→ BRIEF
Identical copies of all the records below are needed.

**** SUPPLIED RECORDS ****

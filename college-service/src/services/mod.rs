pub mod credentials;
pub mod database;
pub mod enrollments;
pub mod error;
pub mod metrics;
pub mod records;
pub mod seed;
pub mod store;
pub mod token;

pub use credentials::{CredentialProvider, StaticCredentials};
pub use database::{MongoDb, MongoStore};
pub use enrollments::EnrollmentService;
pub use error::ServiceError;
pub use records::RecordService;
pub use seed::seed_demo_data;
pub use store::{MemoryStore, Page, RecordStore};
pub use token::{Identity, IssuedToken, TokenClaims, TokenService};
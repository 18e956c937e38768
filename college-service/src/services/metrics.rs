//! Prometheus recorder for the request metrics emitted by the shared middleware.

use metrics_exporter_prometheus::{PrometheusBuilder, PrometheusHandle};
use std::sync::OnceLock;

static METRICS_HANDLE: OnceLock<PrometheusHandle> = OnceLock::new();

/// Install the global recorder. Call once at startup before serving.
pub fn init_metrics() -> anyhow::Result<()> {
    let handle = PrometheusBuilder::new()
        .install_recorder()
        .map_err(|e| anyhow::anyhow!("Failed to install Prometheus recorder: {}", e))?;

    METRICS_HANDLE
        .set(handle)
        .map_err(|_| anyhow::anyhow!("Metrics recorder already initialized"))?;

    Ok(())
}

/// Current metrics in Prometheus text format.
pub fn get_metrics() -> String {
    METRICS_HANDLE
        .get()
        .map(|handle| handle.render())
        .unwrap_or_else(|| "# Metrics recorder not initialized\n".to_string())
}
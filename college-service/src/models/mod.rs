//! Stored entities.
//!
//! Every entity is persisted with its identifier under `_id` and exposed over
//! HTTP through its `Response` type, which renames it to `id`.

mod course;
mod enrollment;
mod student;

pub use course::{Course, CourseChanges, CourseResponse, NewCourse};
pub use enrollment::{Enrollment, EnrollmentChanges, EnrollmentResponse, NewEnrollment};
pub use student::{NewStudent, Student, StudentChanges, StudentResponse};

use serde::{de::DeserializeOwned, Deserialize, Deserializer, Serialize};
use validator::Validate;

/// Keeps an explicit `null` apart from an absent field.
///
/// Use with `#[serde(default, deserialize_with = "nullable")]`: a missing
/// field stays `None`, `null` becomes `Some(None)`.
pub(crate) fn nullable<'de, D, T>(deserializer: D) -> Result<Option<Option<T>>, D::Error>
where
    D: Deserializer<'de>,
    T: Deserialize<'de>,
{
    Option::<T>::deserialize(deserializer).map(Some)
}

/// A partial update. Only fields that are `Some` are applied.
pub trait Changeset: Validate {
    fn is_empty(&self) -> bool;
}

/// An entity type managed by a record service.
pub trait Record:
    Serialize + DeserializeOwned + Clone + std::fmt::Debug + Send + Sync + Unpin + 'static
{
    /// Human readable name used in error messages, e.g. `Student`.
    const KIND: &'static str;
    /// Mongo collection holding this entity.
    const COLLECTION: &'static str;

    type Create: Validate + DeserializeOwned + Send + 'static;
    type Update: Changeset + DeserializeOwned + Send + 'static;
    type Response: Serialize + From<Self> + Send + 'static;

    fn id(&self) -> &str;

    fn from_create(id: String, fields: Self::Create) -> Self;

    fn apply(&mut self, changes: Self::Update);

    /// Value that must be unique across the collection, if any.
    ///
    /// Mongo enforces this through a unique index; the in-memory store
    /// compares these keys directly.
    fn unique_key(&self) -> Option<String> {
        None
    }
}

****

→ OUTPUT BELOW
filename college-service/src/services/mod.rs
pub mod credentials;
pub mod database;
pub mod enrollments;
pub mod error;
pub mod metrics;
pub mod records;
pub mod seed;
pub mod store;
pub mod token;

pub use credentials::{CredentialProvider, StaticCredentials};
pub use database::{MongoDb, MongoStore};
pub use enrollments::EnrollmentService;
pub use error::ServiceError;
pub use records::RecordService;
pub use seed::seed_demo_data;
pub use store::{MemoryStore, Page, RecordStore};
pub use token::{Identity, IssuedToken, TokenClaims, TokenService};
repository 18e956c937e38768
filename college-service/src/services/metrics.rs
//! Prometheus recorder for the request metrics emitted by the shared middleware.

use metrics_exporter_prometheus::{PrometheusBuilder, PrometheusHandle};
use std::sync::OnceLock;

static METRICS_HANDLE: OnceLock<PrometheusHandle> = OnceLock::new();

/// Install the global recorder. Call once at startup before serving.
pub fn init_metrics() -> anyhow::Result<()> {
    let handle = PrometheusBuilder::new()
        .install_recorder()
        .map_err(|e| anyhow::anyhow!("Failed to install Prometheus recorder: {}", e))?;

    METRICS_HANDLE
        .set(handle)
        .map_err(|_| anyhow::anyhow!("Metrics recorder already initialized"))?;

    Ok(())
}

/// Current metrics in Prometheus text format.
pub fn get_metrics() -> String {
    METRICS_HANDLE
        .get()
        .map(|handle| handle.render())
        .unwrap_or_else(|| "# Metrics recorder not initialized\n".to_string())
}
filename college-service/src/models/mod.rs
//! Stored entities.
//!
//! Every entity is persisted with its identifier under `_id` and exposed over
//! HTTP through its `Response` type, which renames it to `id`.

mod course;
mod enrollment;
mod student;

pub use course::{Course, CourseChanges, CourseResponse, NewCourse};
pub use enrollment::{Enrollment, EnrollmentChanges, EnrollmentResponse, NewEnrollment};
pub use student::{NewStudent, Student, StudentChanges, StudentResponse};

use serde::{de::DeserializeOwned, Deserialize, Deserializer, Serialize};
use validator::Validate;

/// Keeps an explicit `null` apart from an absent field.
///
/// Use with `#[serde(default, deserialize_with = "nullable")]`: a missing
/// field stays `None`, `null` becomes `Some(None)`.
pub(crate) fn nullable<'de, D, T>(deserializer: D) -> Result<Option<Option<T>>, D::Error>
where
    D: Deserializer<'de>,
    T: Deserialize<'de>,
{
    Option::<T>::deserialize(deserializer).map(Some)
}

/// A partial update. Only fields that are `Some` are applied.
pub trait Changeset: Validate {
    fn is_empty(&self) -> bool;
}

/// An entity type managed by a record service.
pub trait Record:
    Serialize + DeserializeOwned + Clone + std::fmt::Debug + Send + Sync + Unpin + 'static
{
    /// Human readable name used in error messages, e.g. `Student`.
    const KIND: &'static str;
    /// Mongo collection holding this entity.
    const COLLECTION: &'static str;

    type Create: Validate + DeserializeOwned + Send + 'static;
    type Update: Changeset + DeserializeOwned + Send + 'static;
    type Response: Serialize + From<Self> + Send + 'static;

    fn id(&self) -> &str;

    fn from_create(id: String, fields: Self::Create) -> Self;

    fn apply(&mut self, changes: Self::Update);

    /// Value that must be unique across the collection, if any.
    ///
    /// Mongo enforces this through a unique index; the in-memory store
    /// compares these keys directly.
    fn unique_key(&self) -> Option<String> {
        None
    }
}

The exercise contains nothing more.